По дороге домой «любуюсь» разрушенными домами на 17—18-х линиях. Кунин мне рассказал много любопытного о том, что творится в петербургском порту. Крючники, оказывается, устроили итальянскую забастовку в отместку за то, что их стали преследовать за воровство продуктов. Сначала контроль был слабый, так как каждый уносил фрукты… Обыски при выходе стали унизительными. Собрались на митинг, где раздавались голоса: «Мы воры, а наше начальство еще более вор! Комиссары в кожаных куртках уносят продукты в портфелях…» Чуть было не убили брата Зиновьева — Радомысльского, вздумавшего помыкать грузчиков: «Живей, ребята, живей». Они накинулись на него и сообща положили «под мешок». Насилу спасли. Кунин утверждает, что пароходы возвращаются пустыми — разгруженными, но приобретается все на золото…

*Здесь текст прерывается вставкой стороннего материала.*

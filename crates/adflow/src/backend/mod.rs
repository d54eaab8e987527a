//! Backend abstraction for tensor kernels.
//!
//! A backend owns a [`MemoryPool`] and executes primitive ops on tensors
//! drawn from it. Dispatch decides which primitives a generic op lowers to;
//! the backend only has to run them.
//!
//! # Backends
//!
//! - `CpuBackend`: loop kernels over host memory, matmul through faer.

mod cpu;

use std::fmt::Debug;

use crate::dtype::DType;
use crate::error::AdError;
use crate::ops::Op;
use crate::storage::MemoryPool;
use crate::tensor::Tensor;

pub use cpu::CpuBackend;

/// Kernel library for one device.
///
/// Implementations must be callable from any worker thread.
pub trait Backend: Send + Sync + Debug {
    /// Registry name, used in errors and logs.
    fn name(&self) -> &str;

    /// Whether the backend implements primitive `op` for operands of `dtype`.
    fn supports(&self, op: &Op, dtype: DType) -> bool;

    /// Pool that lends this backend's buffers.
    fn pool(&self) -> &MemoryPool;

    /// Compute `op(inputs)` into `out`.
    ///
    /// `out` already has the result shape and dtype; its contents are stale.
    fn apply(&self, op: &Op, inputs: &[&Tensor], out: &mut Tensor) -> Result<(), AdError>;

    /// Compute an elementwise `op` into the buffer of operand
    /// `target_index`, which the caller owns exclusively.
    ///
    /// `rest` holds the remaining operands in order. Returns `Ok(false)`,
    /// leaving `target` untouched, if the op cannot run in place.
    fn apply_in_place(
        &self,
        op: &Op,
        target_index: usize,
        target: &mut Tensor,
        rest: &[&Tensor],
    ) -> Result<bool, AdError> {
        let _ = (op, target_index, target, rest);
        Ok(false)
    }
}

Вечером у Купера концерт Бетховена в пользу голодающих. Несмотря на сравнительно скромные цены, зал не был полон. Мы пошли послушать пианистку Юдину, игравшую Пятый концерт, но я не разделяю того энтузиазма, который выпал на ее долю благодаря «расовым особенностям». Говорят, она теософка. Ни настоящего темперамента, ни силы, ни энтузиазма, ни колорита. Но зал рушился от аплодисментов, и особенно усердствовал сам Купер. Среди второго отделения, после Третьей симфонии, мы ушли, встревоженные новостью, сообщенной в антракте господином Бачковым. Отозвав в сторону, заговорщицким тоном вопросил, не послал ли я чего с Оргом. Оказывается, Эдварда Георгиевича в Ямбурге обыскивали в течение пяти часов (много же вез!), и все отобрано. Я, может быть, напрасно поведал, что моего, кроме письма к дочери, ничего не было. (У Бачкова очень подозрительная физиономия.) Но потом уже я напомнил, что Орг должен был везти с собой поднесенную ему мою акварель «Итальянская вилла» и две наших фотографии, на одной из них я даже расписался: «Дорогому Эдварду Георгиевичу на память от преданного ему с дружеским расположением Александра Бенуа». Ведь этого для наших инквизиторов совершенно достаточный мотив для подозрения, что у меня с ним были какие-то контрреволюционные или иные нелегальные сношения. Меня это так расстроило (только что стал успокаиваться после тревоги, причиненной арестом Мишеньки), что я уже не в силах был слушать музыку.